### Provided records
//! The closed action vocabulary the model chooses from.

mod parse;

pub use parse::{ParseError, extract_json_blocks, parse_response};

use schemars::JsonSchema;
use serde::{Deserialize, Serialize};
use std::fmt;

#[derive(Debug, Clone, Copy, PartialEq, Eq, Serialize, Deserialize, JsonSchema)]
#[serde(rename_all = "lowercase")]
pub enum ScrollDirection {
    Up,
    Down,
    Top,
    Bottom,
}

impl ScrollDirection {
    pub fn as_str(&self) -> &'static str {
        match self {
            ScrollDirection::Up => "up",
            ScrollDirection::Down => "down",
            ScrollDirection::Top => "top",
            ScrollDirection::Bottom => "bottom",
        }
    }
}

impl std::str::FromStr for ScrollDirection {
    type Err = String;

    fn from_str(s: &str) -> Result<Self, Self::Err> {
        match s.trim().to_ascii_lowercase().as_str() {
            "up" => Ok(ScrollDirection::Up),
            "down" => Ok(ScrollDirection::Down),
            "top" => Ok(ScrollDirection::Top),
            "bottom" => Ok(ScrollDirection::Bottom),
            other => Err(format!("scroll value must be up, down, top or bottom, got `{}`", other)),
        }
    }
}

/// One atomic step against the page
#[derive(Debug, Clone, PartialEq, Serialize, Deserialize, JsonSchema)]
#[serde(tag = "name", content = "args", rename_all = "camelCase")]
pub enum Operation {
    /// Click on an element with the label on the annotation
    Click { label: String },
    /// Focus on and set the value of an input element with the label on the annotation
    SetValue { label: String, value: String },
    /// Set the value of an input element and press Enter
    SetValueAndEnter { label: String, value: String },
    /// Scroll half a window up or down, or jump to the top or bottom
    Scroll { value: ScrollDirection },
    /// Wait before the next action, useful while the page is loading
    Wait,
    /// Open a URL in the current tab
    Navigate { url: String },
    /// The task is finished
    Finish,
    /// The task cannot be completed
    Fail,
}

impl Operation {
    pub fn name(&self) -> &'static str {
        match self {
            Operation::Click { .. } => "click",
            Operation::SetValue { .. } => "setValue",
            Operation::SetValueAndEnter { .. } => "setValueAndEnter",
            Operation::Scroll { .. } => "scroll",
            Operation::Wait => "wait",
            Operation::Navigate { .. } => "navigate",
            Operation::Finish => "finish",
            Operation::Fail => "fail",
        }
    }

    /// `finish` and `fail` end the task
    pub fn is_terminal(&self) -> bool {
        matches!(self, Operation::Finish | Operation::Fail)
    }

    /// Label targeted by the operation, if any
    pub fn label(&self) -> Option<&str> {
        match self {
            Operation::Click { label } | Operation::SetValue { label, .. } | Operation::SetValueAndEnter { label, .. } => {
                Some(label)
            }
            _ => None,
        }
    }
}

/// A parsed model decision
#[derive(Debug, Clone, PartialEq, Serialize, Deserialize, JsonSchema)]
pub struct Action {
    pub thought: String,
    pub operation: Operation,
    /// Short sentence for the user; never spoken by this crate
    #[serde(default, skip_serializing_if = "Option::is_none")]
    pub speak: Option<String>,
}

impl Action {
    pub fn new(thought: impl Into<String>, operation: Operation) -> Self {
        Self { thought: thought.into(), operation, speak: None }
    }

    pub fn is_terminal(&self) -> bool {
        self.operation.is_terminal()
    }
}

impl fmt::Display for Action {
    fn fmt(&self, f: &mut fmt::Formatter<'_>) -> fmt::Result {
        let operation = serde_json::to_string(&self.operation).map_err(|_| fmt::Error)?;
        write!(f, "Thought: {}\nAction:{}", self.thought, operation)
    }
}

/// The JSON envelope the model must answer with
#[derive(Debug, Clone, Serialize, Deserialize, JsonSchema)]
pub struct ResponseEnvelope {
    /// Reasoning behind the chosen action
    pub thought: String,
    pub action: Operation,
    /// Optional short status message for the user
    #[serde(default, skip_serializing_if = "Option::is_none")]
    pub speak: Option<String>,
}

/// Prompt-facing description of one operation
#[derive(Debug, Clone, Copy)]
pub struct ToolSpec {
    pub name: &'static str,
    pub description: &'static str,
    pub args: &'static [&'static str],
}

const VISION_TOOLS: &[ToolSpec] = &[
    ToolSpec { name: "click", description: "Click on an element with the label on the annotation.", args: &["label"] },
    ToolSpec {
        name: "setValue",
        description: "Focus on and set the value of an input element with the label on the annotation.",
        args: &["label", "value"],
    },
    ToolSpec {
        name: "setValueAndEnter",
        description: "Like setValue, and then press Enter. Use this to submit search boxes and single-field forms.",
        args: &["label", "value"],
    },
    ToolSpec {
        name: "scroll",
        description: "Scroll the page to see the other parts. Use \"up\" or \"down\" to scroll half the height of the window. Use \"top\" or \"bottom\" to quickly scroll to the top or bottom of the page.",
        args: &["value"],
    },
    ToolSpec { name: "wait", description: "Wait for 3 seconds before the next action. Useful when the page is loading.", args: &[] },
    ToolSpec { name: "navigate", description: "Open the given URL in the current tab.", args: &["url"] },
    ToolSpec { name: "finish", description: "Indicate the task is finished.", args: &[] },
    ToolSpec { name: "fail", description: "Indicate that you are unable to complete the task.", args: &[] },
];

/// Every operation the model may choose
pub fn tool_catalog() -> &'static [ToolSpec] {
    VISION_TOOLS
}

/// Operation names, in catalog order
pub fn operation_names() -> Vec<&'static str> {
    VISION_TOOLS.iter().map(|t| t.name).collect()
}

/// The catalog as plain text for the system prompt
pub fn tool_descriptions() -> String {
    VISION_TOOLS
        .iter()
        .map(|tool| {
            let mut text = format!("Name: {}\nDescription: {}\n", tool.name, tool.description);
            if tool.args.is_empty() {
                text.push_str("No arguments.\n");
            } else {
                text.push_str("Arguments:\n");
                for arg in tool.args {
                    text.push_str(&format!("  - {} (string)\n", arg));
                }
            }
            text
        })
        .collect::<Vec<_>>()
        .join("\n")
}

...

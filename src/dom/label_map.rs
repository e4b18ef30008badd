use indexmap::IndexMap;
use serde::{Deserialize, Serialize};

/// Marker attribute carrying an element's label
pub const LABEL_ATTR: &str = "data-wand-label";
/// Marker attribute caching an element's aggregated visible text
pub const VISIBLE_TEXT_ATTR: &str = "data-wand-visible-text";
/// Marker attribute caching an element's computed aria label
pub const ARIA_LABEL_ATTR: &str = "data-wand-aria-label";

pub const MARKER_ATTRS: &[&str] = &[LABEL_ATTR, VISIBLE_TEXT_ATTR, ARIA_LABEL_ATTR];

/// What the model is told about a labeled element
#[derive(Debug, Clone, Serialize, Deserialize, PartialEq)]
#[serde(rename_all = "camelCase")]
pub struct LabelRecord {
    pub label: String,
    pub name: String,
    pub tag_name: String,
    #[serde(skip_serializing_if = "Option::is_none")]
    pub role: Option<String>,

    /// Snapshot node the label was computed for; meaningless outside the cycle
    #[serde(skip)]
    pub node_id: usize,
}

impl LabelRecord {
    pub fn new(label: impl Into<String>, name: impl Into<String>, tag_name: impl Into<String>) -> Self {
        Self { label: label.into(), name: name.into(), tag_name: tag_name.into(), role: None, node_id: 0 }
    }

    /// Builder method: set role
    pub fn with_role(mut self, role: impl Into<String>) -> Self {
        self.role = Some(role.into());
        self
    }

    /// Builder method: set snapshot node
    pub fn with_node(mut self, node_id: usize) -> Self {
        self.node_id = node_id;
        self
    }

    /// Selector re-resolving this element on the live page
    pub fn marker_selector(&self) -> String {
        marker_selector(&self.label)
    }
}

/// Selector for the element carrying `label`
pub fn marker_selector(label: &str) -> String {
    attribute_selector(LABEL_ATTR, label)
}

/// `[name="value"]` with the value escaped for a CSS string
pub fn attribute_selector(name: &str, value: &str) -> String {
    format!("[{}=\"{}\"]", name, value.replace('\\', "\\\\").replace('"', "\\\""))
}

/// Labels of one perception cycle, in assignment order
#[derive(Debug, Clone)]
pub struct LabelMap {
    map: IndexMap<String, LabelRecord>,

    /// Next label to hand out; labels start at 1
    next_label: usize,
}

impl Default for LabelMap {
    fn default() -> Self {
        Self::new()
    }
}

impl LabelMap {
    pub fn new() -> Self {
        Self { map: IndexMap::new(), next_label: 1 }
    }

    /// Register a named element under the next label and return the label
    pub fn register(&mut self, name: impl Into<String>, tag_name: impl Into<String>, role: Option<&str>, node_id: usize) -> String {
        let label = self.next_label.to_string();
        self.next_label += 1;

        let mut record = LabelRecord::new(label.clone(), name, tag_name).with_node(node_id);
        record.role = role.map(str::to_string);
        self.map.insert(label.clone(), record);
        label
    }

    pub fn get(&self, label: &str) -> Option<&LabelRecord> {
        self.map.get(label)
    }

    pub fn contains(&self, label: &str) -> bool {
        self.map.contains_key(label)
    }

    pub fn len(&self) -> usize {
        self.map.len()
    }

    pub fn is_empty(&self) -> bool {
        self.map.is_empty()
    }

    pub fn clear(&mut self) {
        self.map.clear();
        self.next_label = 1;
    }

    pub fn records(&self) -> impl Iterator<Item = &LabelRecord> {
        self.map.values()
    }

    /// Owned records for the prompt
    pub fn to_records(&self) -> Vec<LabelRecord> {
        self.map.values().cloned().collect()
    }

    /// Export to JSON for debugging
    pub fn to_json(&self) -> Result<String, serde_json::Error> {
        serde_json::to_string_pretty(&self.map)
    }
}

### What you need to do
In the records above, collect each line with "Deserialize".

### Exercise solution
use serde::{Deserialize, Serialize};
#[derive(Debug, Clone, Copy, PartialEq, Eq, Serialize, Deserialize, JsonSchema)]
#[derive(Debug, Clone, PartialEq, Serialize, Deserialize, JsonSchema)]
#[derive(Debug, Clone, PartialEq, Serialize, Deserialize, JsonSchema)]
#[derive(Debug, Clone, Serialize, Deserialize, JsonSchema)]
use serde::{Deserialize, Serialize};
#[derive(Debug, Clone, Serialize, Deserialize, PartialEq)]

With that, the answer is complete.